Most of the MIRs work for two- or three-year terms, but Hartmann, whom Repp calls “the patriarch of the MIRs,” has served 10 years in the role.

“We try to put the business model for a startup in a form we can all recognize and put a good team around that,” Hartmann said. “If we get that far, then we usually can get some outside interest to help us move forward.”

UM, like UF, launches about 20 new startup companies a year. Among them are Mythic, Neurable, Ambiq, Matrix Powerwatch, Interlase (Lasik eye surgery), Accuri, Kura Oncology, and May mobility.

“It is the golden nugget of our Ventures program,” Psarouthakis said of the MIR program. “Without the mentors, we just wouldn’t have the impact we have.”

What happened at UM is only part of the story. Shortly after the program’s inception, other universities and colleges asked to borrow the MIRs. Eventually, the state intervened and paid for half of the MIRs to go help other schools.

“The state of Michigan supports the program. We oversee the grant that covers part of our mentors as well as mentors at six other universities in the state,” Repp said. “We’re on grant number 6 right now.”

The success of Michigan’s MIR program is O’Connell’s legacy. He intends for the EIR program to have an equal impact in Florida.

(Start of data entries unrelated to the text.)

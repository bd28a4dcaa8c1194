//! Organizational hierarchy as an arena-backed tree.
//!
//! [`domain::OrgTree`] moves employees together with their reports and keeps
//! bounded undo/redo history of those moves. The remaining modules load seed
//! hierarchies, read settings and drive the `orgtree` binary.

pub mod application;
pub mod cli;
pub mod config;
pub mod domain;
pub mod exitcode;
pub mod tree_traits;
pub mod util;

pub use domain::{
    DomainError, Employee, EmployeeId, HistoryEntry, InvalidReference, OrgTree,
};
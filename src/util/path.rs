use std::path::{Path, PathBuf};

/// Expand environment variables in a path string.
///
/// Supports `$VAR`, `${VAR}` and `~`. Unresolvable input is returned as-is.
pub fn expand_env_vars(path: &str) -> String {
    shellexpand::full(path)
        .map(|s| s.into_owned())
        .unwrap_or_else(|_| path.to_string())
}

/// Resolve `path` against `base` unless it is already absolute.
pub fn resolve_against(base: &Path, path: &Path) -> PathBuf {
    if path.is_absolute() {
        path.to_path_buf()
    } else {
        base.join(path)
    }
}
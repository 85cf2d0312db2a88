//! Ingestion engine: atomic block + transaction commit into the pending
//! tier.
//!
//! Every insert is INSERT OR IGNORE on its primary key, so replaying the
//! same block is a no-op and the caller is free to retry after a storage
//! failure. Block↔transaction association rows are written for every id in
//! `block.txs` — fetched and missing alike — so a transaction that arrives
//! later still joins its block at promotion time.

use sqlx::{Sqlite, Transaction};
use tracing::{debug, info};

use weaveindex_core::encoding::{b64url_decode, b64url_encode, owner_address, tag_hash};
use weaveindex_core::types::{content_type_of, BlockRecord, TxRecord};
use weaveindex_core::{IndexError, JsonBlock, JsonTransaction};

use crate::db::{bind_args, db_err, IndexDb, SqlArg};

const INSERT_NEW_BLOCK: &str = "INSERT OR IGNORE INTO new_blocks (
        indep_hash, height, previous_block, nonce, hash, block_timestamp,
        diff, cumulative_diff, last_retarget, reward_addr, reward_pool,
        block_size, weave_size,
        usd_to_ar_rate_dividend, usd_to_ar_rate_divisor,
        scheduled_usd_to_ar_rate_dividend, scheduled_usd_to_ar_rate_divisor,
        hash_list_merkle, wallet_list, tx_root, tx_count, missing_tx_count
    ) VALUES (?, ?, ?, ?, ?, ?, ?, ?, ?, ?, ?, ?, ?, ?, ?, ?, ?, ?, ?, ?, ?, ?)";

const INSERT_NEW_TRANSACTION: &str = "INSERT OR IGNORE INTO new_transactions (
        id, signature, format, last_tx, owner_address, target,
        quantity, reward, data_size, data_root, content_type, tag_count, created_at
    ) VALUES (?, ?, ?, ?, ?, ?, ?, ?, ?, ?, ?, ?, ?)";

impl IndexDb {
    /// Atomically commit one block, its block↔tx associations, the fetched
    /// transactions (tags and owner wallets included), and a placeholder row
    /// per missing transaction id.
    ///
    /// `txs` and `missing_tx_ids` together cover every id in `block.txs`.
    /// After a successful commit, every `stable_flush_interval`-th height
    /// triggers stabilization at `height - max_fork_depth`.
    pub async fn save_block_and_txs(
        &self,
        block: &JsonBlock,
        txs: &[JsonTransaction],
        missing_tx_ids: &[String],
    ) -> Result<(), IndexError> {
        let block_record = BlockRecord::try_from(block)?;
        let tx_records = txs
            .iter()
            .map(TxRecord::try_from)
            .collect::<Result<Vec<_>, _>>()?;
        let missing_ids = missing_tx_ids
            .iter()
            .map(|id| b64url_decode(id))
            .collect::<Result<Vec<_>, _>>()?;
        let created_at = chrono::Utc::now().timestamp();

        let mut dbtx = self.pool.begin().await.map_err(db_err)?;

        insert_block(&mut dbtx, &block_record, missing_ids.len() as i64).await?;

        for (index, tx_id) in block_record.txs.iter().enumerate() {
            sqlx::query(
                "INSERT OR IGNORE INTO new_block_transactions
                    (block_indep_hash, transaction_id, block_transaction_index)
                 VALUES (?, ?, ?)",
            )
            .bind(block_record.indep_hash.clone())
            .bind(tx_id.clone())
            .bind(index as i64)
            .execute(&mut *dbtx)
            .await
            .map_err(db_err)?;
        }

        for record in &tx_records {
            insert_transaction(&mut dbtx, record, created_at).await?;
        }

        for tx_id in &missing_ids {
            sqlx::query(
                "INSERT OR IGNORE INTO missing_transactions
                    (block_indep_hash, transaction_id, height)
                 VALUES (?, ?, ?)",
            )
            .bind(block_record.indep_hash.clone())
            .bind(tx_id.clone())
            .bind(block_record.height as i64)
            .execute(&mut *dbtx)
            .await
            .map_err(db_err)?;
        }

        dbtx.commit().await.map_err(db_err)?;

        info!(
            height = block_record.height,
            indep_hash = %b64url_encode(&block_record.indep_hash),
            txs = tx_records.len(),
            missing = missing_ids.len(),
            "block ingested"
        );

        if block_record.height % self.config.stable_flush_interval == 0 {
            let end_height = block_record.height.saturating_sub(self.config.max_fork_depth);
            self.flush_stable(end_height).await?;
        }
        Ok(())
    }

    /// Insert a single loose transaction (one not tied to any block yet),
    /// e.g. one that was missing when its block was ingested. The next
    /// promotion pass carries it into the confirmed tier through its block
    /// association; if it is never mined it ages out at cleanup.
    pub async fn save_tx(&self, tx: &JsonTransaction) -> Result<(), IndexError> {
        let record = TxRecord::try_from(tx)?;
        let created_at = chrono::Utc::now().timestamp();

        let mut dbtx = self.pool.begin().await.map_err(db_err)?;
        insert_transaction(&mut dbtx, &record, created_at).await?;
        dbtx.commit().await.map_err(db_err)?;

        debug!(id = %b64url_encode(&record.id), "loose transaction saved");
        Ok(())
    }
}

async fn insert_block(
    dbtx: &mut Transaction<'_, Sqlite>,
    block: &BlockRecord,
    missing_tx_count: i64,
) -> Result<(), IndexError> {
    let (rate_dividend, rate_divisor) = rate_args(block.usd_to_ar_rate.as_ref());
    let (sched_dividend, sched_divisor) = rate_args(block.scheduled_usd_to_ar_rate.as_ref());
    let args = [
        SqlArg::Blob(block.indep_hash.clone()),
        SqlArg::Int(block.height as i64),
        blob_opt(block.previous_block.as_ref()),
        SqlArg::Blob(block.nonce.clone()),
        SqlArg::Blob(block.hash.clone()),
        SqlArg::Int(block.block_timestamp as i64),
        SqlArg::from(&block.diff),
        SqlArg::from(block.cumulative_diff.as_ref()),
        SqlArg::Int(block.last_retarget as i64),
        blob_opt(block.reward_addr.as_ref()),
        SqlArg::from(&block.reward_pool),
        SqlArg::from(&block.block_size),
        SqlArg::from(&block.weave_size),
        rate_dividend,
        rate_divisor,
        sched_dividend,
        sched_divisor,
        blob_opt(block.hash_list_merkle.as_ref()),
        SqlArg::Blob(block.wallet_list.clone()),
        blob_opt(block.tx_root.as_ref()),
        SqlArg::Int(block.txs.len() as i64),
        SqlArg::Int(missing_tx_count),
    ];
    bind_args(sqlx::query(INSERT_NEW_BLOCK), &args)
        .execute(&mut **dbtx)
        .await
        .map_err(db_err)?;

    sqlx::query("INSERT OR IGNORE INTO new_block_heights (height, block_indep_hash) VALUES (?, ?)")
        .bind(block.height as i64)
        .bind(block.indep_hash.clone())
        .execute(&mut **dbtx)
        .await
        .map_err(db_err)?;
    Ok(())
}

/// Tags, owner wallet, and the transaction row itself. Shared by block
/// ingestion and the loose-transaction path.
async fn insert_transaction(
    dbtx: &mut Transaction<'_, Sqlite>,
    record: &TxRecord,
    created_at: i64,
) -> Result<(), IndexError> {
    for (index, tag) in record.tags.iter().enumerate() {
        let name_hash = tag_hash(&tag.name);
        let value_hash = tag_hash(&tag.value);

        sqlx::query("INSERT OR IGNORE INTO tag_names (hash, name) VALUES (?, ?)")
            .bind(name_hash.clone())
            .bind(tag.name.clone())
            .execute(&mut **dbtx)
            .await
            .map_err(db_err)?;
        sqlx::query("INSERT OR IGNORE INTO tag_values (hash, value) VALUES (?, ?)")
            .bind(value_hash.clone())
            .bind(tag.value.clone())
            .execute(&mut **dbtx)
            .await
            .map_err(db_err)?;
        sqlx::query(
            "INSERT OR IGNORE INTO new_transaction_tags
                (tag_name_hash, tag_value_hash, transaction_id, transaction_tag_index)
             VALUES (?, ?, ?, ?)",
        )
        .bind(name_hash)
        .bind(value_hash)
        .bind(record.id.clone())
        .bind(index as i64)
        .execute(&mut **dbtx)
        .await
        .map_err(db_err)?;
    }

    let address = owner_address(&record.owner);
    sqlx::query("INSERT OR IGNORE INTO wallets (address, public_modulus) VALUES (?, ?)")
        .bind(address.clone())
        .bind(record.owner.clone())
        .execute(&mut **dbtx)
        .await
        .map_err(db_err)?;

    let args = [
        SqlArg::Blob(record.id.clone()),
        SqlArg::Blob(record.signature.clone()),
        SqlArg::Int(record.format as i64),
        SqlArg::Blob(record.last_tx.clone()),
        SqlArg::Blob(address),
        SqlArg::Blob(record.target.clone()),
        SqlArg::from(&record.quantity),
        SqlArg::from(&record.reward),
        SqlArg::from(&record.data_size),
        SqlArg::Blob(record.data_root.clone()),
        match content_type_of(&record.tags) {
            Some(ct) => SqlArg::Text(ct),
            None => SqlArg::Null,
        },
        SqlArg::Int(record.tags.len() as i64),
        SqlArg::Int(created_at),
    ];
    bind_args(sqlx::query(INSERT_NEW_TRANSACTION), &args)
        .execute(&mut **dbtx)
        .await
        .map_err(db_err)?;
    Ok(())
}

fn blob_opt(value: Option<&Vec<u8>>) -> SqlArg {
    value
        .map(|v| SqlArg::Blob(v.clone()))
        .unwrap_or(SqlArg::Null)
}

fn rate_args(rate: Option<&(weaveindex_core::Amount, weaveindex_core::Amount)>) -> (SqlArg, SqlArg) {
    match rate {
        Some((dividend, divisor)) => (SqlArg::from(dividend), SqlArg::from(divisor)),
        None => (SqlArg::Null, SqlArg::Null),
    }
}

By Sara Dagen, Marketing & Communications Manager, UF Innovate


UF Innovate | Ventures is the newest member of the UF Innovate quartet that also includes Tech Licensing and two business incubators, Sid Martin Biotech and The Hub. Ventures seeks to fuel consistent growth in the number and quality of technology-based startup companies coming out of the University of Florida. It supports startups by developing entrepreneurs, connecting companies to potential investors, and making equity investments.